- WHAT YOU HAVE TO DO -
Find the word "PgPoolOptions" in the data, then copy each line where it is found.

- PROVIDED RECORDS -
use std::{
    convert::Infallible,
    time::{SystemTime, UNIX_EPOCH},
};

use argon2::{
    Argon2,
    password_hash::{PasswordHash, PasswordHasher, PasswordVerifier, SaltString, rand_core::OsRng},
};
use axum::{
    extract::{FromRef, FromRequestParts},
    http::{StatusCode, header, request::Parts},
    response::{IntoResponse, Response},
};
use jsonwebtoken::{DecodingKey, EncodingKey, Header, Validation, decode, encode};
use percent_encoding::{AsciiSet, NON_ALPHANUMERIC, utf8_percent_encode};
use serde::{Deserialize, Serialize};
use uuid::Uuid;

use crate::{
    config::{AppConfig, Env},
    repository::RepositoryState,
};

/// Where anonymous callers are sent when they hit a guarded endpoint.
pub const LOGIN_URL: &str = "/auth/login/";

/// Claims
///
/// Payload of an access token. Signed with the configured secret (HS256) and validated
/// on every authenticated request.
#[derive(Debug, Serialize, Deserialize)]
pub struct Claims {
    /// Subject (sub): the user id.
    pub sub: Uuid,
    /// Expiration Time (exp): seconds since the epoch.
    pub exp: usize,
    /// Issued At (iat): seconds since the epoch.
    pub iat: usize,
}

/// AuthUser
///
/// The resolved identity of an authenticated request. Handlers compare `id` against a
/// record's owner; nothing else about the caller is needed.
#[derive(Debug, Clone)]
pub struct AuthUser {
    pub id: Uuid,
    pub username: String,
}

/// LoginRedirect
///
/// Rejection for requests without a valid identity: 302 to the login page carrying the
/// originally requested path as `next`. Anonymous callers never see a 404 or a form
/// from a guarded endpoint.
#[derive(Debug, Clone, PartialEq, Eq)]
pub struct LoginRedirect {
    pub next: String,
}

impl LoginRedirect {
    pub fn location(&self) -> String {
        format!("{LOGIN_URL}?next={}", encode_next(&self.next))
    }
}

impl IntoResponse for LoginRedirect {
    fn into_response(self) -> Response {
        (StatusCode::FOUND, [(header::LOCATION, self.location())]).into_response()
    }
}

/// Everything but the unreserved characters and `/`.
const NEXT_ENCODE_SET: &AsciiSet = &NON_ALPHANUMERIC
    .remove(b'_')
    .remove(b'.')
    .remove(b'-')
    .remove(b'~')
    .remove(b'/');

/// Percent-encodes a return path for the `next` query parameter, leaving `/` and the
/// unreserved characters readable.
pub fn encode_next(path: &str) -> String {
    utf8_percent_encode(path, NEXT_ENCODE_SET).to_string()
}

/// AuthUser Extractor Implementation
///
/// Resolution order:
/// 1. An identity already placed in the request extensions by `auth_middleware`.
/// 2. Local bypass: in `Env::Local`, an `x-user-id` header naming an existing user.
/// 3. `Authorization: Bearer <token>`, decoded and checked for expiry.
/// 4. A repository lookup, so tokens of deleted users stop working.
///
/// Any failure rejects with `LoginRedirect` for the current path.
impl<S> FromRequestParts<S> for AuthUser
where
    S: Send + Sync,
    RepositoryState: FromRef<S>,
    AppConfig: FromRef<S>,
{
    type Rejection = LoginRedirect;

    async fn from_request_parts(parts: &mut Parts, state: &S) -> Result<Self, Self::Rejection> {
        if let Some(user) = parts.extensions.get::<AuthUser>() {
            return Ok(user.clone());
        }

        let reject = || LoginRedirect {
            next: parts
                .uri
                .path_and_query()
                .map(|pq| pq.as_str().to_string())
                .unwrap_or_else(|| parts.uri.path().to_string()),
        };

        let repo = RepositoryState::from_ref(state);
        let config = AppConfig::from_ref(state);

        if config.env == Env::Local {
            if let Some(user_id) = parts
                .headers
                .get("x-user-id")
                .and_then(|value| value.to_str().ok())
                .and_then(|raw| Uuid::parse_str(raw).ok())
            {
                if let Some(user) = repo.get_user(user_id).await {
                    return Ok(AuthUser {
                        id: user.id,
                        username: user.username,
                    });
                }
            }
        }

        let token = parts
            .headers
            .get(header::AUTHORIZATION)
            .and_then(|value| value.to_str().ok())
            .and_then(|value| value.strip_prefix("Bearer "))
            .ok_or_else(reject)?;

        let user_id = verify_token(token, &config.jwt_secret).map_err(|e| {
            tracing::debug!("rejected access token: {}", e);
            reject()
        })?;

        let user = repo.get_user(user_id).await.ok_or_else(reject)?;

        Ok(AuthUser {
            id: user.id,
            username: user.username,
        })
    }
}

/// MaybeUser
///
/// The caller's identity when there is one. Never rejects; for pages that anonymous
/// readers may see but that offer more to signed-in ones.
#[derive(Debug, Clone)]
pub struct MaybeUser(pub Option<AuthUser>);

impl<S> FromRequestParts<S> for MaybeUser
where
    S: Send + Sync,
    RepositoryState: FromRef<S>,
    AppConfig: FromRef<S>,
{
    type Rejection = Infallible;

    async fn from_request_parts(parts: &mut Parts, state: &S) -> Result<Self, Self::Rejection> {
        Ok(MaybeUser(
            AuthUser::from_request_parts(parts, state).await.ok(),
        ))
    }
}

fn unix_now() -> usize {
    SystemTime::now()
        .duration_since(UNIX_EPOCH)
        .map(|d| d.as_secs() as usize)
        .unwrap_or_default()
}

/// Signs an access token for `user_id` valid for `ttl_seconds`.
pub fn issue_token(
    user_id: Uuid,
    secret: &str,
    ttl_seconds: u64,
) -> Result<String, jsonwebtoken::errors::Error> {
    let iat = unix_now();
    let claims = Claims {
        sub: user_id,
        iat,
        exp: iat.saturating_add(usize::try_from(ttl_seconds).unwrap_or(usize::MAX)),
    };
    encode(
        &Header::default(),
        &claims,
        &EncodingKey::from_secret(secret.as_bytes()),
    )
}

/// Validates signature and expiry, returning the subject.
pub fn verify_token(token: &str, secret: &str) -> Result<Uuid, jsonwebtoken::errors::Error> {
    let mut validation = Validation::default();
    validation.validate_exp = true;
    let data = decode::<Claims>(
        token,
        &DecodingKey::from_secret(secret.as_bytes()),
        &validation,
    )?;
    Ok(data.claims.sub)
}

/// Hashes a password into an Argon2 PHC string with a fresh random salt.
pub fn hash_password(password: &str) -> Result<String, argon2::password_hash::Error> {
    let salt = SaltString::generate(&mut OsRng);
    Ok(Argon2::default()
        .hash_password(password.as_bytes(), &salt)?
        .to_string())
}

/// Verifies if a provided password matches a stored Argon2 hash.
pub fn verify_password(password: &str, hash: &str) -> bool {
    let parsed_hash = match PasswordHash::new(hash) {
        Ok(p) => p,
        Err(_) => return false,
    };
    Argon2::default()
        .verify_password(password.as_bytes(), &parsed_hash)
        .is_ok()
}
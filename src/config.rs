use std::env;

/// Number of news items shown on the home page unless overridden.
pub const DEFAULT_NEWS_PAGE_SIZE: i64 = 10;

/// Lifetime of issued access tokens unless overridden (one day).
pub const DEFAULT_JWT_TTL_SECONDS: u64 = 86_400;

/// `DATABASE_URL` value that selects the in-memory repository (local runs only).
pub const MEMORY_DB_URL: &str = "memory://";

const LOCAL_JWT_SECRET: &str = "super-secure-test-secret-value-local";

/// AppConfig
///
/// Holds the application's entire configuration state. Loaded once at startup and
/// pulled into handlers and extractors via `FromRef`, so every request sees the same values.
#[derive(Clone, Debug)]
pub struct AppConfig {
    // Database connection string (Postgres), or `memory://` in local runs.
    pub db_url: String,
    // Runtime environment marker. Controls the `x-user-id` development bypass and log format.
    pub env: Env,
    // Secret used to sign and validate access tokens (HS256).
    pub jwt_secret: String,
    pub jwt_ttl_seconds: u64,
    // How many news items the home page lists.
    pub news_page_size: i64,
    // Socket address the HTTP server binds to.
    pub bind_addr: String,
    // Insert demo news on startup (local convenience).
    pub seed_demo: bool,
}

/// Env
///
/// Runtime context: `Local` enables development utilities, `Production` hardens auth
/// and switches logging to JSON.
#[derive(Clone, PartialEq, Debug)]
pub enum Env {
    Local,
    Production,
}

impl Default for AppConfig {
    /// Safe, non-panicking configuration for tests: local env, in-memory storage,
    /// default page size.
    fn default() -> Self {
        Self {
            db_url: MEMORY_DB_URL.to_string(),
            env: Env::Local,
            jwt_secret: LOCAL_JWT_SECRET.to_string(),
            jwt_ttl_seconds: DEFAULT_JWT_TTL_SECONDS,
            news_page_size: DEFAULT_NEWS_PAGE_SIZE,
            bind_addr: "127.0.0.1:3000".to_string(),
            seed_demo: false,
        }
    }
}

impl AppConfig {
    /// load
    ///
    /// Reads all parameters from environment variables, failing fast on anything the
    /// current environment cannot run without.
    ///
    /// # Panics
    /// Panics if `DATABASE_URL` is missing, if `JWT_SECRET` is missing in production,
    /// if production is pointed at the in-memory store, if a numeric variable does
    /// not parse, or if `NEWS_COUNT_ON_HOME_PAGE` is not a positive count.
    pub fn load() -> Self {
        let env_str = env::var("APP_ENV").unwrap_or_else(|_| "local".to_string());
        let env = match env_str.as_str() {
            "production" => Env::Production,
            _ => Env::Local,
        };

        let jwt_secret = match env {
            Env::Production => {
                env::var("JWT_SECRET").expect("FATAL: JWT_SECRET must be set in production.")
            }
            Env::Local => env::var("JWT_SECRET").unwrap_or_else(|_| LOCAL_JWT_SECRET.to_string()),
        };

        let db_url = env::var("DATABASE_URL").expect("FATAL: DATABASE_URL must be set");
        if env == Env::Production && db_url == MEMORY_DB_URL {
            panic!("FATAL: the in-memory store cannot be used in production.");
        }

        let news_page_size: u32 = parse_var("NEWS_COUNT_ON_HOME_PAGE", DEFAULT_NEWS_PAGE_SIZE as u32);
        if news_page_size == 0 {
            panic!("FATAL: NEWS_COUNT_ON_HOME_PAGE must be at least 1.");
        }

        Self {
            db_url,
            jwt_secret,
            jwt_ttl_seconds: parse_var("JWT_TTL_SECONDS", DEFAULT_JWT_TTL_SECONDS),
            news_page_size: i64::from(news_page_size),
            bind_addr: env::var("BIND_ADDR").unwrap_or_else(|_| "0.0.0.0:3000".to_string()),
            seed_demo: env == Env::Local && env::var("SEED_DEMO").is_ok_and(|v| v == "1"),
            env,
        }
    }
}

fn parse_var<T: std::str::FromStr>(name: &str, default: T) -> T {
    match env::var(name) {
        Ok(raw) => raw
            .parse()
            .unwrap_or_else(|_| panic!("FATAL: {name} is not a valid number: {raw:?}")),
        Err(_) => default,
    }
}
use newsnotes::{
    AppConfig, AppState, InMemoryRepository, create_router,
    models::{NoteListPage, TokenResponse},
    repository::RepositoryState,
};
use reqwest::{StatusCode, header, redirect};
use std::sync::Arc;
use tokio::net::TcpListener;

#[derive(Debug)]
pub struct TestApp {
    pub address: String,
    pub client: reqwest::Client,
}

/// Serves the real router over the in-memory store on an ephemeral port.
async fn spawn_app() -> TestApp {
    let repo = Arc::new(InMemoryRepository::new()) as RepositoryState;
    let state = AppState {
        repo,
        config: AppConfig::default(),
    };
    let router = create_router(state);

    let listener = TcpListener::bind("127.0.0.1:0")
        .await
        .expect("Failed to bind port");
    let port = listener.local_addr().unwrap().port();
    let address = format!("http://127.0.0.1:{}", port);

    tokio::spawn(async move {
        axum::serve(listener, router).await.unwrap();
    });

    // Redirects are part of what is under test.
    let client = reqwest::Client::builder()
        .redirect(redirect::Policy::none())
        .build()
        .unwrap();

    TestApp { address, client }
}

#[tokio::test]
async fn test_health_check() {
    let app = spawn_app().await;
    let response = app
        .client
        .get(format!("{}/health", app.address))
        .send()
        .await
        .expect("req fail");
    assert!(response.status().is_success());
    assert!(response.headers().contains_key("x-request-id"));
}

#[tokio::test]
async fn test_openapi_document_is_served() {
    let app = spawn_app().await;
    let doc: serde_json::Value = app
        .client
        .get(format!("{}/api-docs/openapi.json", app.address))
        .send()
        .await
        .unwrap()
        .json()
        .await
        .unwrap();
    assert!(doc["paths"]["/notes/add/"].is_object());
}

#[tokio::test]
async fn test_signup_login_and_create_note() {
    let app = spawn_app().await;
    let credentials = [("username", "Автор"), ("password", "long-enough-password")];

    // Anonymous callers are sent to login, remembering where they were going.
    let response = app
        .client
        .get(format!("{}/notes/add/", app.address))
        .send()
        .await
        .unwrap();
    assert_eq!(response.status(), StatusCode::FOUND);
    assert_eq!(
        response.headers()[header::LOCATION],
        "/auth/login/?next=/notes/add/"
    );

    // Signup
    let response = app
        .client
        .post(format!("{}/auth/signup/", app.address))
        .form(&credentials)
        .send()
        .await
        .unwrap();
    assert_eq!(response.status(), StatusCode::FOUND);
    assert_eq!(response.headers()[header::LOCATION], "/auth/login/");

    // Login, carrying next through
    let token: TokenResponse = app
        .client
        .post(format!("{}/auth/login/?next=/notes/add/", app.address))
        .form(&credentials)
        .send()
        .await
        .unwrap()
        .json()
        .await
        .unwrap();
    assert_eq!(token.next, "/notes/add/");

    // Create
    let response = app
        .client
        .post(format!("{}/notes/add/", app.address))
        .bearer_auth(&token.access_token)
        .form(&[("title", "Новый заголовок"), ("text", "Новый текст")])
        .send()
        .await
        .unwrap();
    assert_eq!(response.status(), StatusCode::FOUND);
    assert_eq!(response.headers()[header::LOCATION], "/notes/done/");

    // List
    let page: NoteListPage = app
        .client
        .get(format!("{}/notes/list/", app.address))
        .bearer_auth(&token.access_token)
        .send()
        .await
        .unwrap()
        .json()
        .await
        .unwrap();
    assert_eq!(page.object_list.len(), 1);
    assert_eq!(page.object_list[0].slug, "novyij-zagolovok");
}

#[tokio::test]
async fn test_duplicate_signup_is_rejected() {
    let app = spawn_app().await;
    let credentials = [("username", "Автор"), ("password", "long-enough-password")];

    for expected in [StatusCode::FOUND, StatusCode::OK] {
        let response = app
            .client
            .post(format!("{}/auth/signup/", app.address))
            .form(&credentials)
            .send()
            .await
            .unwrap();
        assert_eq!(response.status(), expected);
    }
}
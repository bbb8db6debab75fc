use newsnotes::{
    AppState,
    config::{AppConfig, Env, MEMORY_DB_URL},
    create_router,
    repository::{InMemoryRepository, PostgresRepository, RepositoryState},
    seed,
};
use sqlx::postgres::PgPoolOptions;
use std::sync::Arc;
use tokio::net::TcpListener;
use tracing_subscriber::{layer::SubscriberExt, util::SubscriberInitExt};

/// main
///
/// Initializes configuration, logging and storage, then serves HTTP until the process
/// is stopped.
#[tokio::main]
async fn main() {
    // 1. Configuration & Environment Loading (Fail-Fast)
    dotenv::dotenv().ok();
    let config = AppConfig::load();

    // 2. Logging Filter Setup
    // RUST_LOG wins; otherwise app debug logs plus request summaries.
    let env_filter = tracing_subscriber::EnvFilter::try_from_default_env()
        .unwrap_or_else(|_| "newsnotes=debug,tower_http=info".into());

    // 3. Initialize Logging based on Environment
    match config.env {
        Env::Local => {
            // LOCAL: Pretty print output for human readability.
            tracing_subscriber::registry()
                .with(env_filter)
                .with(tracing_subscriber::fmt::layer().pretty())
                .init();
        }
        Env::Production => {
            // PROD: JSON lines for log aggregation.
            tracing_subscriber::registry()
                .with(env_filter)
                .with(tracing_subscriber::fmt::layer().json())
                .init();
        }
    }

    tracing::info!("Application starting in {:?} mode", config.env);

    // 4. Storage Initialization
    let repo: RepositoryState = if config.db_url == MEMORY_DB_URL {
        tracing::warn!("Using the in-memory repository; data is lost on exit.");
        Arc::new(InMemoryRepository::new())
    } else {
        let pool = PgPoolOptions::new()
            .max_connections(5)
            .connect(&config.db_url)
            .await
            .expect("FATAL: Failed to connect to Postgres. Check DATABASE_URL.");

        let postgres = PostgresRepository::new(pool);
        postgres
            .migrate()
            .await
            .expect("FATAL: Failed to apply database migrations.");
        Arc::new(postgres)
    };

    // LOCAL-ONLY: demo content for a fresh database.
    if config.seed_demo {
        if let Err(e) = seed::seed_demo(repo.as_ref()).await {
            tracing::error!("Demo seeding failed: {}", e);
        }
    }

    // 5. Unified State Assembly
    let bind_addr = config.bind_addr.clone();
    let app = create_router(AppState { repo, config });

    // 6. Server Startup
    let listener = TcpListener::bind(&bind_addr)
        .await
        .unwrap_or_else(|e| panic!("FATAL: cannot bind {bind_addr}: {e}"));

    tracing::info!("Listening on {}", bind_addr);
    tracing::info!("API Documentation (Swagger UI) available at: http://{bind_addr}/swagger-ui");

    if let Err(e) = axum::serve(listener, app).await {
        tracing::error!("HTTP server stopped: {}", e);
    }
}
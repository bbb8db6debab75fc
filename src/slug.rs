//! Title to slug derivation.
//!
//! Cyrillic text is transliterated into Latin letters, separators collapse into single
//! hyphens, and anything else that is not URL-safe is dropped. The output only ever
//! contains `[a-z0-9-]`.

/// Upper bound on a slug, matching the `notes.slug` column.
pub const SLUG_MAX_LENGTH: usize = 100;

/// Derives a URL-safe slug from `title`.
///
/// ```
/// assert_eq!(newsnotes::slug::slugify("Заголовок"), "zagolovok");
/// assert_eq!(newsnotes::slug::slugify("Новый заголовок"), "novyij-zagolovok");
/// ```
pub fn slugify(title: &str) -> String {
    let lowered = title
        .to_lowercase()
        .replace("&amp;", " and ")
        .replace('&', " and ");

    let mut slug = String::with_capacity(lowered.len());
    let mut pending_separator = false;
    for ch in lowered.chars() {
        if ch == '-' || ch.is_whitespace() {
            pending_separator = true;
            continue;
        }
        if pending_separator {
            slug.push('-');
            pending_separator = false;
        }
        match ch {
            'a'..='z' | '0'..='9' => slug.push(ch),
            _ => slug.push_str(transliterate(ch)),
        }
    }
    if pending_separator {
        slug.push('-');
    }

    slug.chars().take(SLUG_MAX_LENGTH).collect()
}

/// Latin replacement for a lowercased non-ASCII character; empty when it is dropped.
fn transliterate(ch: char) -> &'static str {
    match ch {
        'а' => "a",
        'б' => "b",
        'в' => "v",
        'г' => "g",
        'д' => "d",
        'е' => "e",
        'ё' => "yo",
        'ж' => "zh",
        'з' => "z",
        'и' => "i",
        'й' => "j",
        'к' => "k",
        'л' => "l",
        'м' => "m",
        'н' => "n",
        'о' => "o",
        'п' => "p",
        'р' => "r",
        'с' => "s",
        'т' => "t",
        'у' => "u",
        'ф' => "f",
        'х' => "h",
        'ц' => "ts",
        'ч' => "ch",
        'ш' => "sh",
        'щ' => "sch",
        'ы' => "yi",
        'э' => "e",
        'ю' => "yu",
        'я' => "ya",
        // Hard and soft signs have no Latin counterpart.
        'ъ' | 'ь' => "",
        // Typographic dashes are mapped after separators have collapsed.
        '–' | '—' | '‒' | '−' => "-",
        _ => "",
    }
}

- EXERCISE SOLUTION -
use sqlx::postgres::PgPoolOptions;
        let pool = PgPoolOptions::new()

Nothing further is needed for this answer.